Task instructions:
Look through the lines below, find those with the word "AndKw", and copy them.

Information shown:
════════

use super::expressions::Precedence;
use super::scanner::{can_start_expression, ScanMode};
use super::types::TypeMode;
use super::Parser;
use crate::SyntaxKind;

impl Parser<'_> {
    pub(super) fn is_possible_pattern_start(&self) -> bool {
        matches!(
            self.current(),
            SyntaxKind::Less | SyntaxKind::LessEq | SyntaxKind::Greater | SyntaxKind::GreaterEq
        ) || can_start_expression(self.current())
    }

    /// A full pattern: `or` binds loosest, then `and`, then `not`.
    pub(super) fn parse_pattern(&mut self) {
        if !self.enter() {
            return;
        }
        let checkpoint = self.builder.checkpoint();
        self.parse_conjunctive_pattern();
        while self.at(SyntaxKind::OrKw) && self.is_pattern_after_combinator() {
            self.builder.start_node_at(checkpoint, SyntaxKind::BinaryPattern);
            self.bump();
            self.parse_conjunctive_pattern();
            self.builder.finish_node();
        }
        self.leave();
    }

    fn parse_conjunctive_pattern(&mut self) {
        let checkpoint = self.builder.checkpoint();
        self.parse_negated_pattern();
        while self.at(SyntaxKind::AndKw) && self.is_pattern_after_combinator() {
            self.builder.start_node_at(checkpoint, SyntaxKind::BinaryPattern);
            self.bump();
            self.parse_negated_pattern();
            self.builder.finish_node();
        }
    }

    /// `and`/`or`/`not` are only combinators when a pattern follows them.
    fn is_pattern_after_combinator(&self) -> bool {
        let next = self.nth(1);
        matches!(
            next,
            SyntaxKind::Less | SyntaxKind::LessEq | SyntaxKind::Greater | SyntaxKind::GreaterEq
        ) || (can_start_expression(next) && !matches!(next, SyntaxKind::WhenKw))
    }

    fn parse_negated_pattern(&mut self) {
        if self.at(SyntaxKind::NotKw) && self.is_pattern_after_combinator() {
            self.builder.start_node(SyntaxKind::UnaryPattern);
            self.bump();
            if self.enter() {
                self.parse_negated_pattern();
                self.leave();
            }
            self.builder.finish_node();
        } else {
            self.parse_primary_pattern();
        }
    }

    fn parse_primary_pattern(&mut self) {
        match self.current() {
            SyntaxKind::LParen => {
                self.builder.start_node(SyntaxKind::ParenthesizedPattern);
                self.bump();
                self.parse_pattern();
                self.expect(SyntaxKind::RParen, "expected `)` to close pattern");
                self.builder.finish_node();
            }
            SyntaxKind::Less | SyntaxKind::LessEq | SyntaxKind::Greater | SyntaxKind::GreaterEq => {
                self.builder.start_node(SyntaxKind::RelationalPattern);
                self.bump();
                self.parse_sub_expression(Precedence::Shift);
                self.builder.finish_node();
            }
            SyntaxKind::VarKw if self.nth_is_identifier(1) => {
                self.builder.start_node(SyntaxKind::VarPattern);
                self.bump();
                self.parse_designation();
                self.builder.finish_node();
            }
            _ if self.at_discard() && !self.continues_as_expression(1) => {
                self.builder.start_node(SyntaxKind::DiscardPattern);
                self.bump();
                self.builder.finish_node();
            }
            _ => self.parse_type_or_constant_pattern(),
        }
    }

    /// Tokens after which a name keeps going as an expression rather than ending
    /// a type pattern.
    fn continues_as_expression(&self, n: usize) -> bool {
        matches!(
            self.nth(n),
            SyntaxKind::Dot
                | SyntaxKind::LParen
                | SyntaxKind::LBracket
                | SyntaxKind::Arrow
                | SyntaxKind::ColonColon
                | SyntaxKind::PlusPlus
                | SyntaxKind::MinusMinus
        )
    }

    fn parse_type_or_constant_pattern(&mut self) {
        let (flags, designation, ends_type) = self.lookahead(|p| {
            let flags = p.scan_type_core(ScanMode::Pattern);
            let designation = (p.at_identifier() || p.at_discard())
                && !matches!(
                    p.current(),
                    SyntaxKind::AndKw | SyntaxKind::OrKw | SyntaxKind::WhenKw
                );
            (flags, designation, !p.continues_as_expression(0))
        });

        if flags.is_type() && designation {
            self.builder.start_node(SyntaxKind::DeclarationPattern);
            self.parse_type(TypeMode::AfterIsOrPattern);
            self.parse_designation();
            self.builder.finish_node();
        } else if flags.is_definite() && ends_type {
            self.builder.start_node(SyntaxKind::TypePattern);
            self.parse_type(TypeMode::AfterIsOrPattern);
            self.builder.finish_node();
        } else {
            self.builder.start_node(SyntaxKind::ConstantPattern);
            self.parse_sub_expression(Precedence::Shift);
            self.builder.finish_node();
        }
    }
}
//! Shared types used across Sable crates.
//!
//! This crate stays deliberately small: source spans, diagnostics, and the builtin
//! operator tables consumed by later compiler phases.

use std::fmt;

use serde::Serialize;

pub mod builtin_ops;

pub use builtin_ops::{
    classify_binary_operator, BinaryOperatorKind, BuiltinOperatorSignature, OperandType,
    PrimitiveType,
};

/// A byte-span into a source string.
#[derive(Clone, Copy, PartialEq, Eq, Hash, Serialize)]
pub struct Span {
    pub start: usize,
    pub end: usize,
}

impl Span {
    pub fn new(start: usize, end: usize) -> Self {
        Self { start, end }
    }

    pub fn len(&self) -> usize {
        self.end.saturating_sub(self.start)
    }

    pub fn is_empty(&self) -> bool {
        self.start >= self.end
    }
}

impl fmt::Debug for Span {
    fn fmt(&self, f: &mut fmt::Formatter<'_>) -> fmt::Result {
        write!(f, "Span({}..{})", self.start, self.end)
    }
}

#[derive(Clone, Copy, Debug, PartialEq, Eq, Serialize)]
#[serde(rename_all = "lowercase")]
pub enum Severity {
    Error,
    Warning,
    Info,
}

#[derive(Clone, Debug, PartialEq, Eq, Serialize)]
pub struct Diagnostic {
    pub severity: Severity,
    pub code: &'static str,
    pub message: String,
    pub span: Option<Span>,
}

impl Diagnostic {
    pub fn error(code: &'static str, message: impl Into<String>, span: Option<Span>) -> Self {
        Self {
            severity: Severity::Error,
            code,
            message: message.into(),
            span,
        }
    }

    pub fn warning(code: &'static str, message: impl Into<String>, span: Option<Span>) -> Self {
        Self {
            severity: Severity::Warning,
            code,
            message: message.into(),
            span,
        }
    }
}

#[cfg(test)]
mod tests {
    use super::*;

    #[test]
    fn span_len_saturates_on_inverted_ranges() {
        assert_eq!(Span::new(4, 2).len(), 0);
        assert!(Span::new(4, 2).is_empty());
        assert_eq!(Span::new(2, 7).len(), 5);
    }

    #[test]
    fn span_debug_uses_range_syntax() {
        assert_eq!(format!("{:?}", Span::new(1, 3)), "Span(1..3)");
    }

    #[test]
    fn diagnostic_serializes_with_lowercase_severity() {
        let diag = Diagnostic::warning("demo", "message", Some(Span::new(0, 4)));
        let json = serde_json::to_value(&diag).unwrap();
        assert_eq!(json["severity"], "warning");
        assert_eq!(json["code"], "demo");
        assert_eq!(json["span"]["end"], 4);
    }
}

════════

Exercise solution:
        while self.at(SyntaxKind::AndKw) && self.is_pattern_after_combinator() {
                    SyntaxKind::AndKw | SyntaxKind::OrKw | SyntaxKind::WhenKw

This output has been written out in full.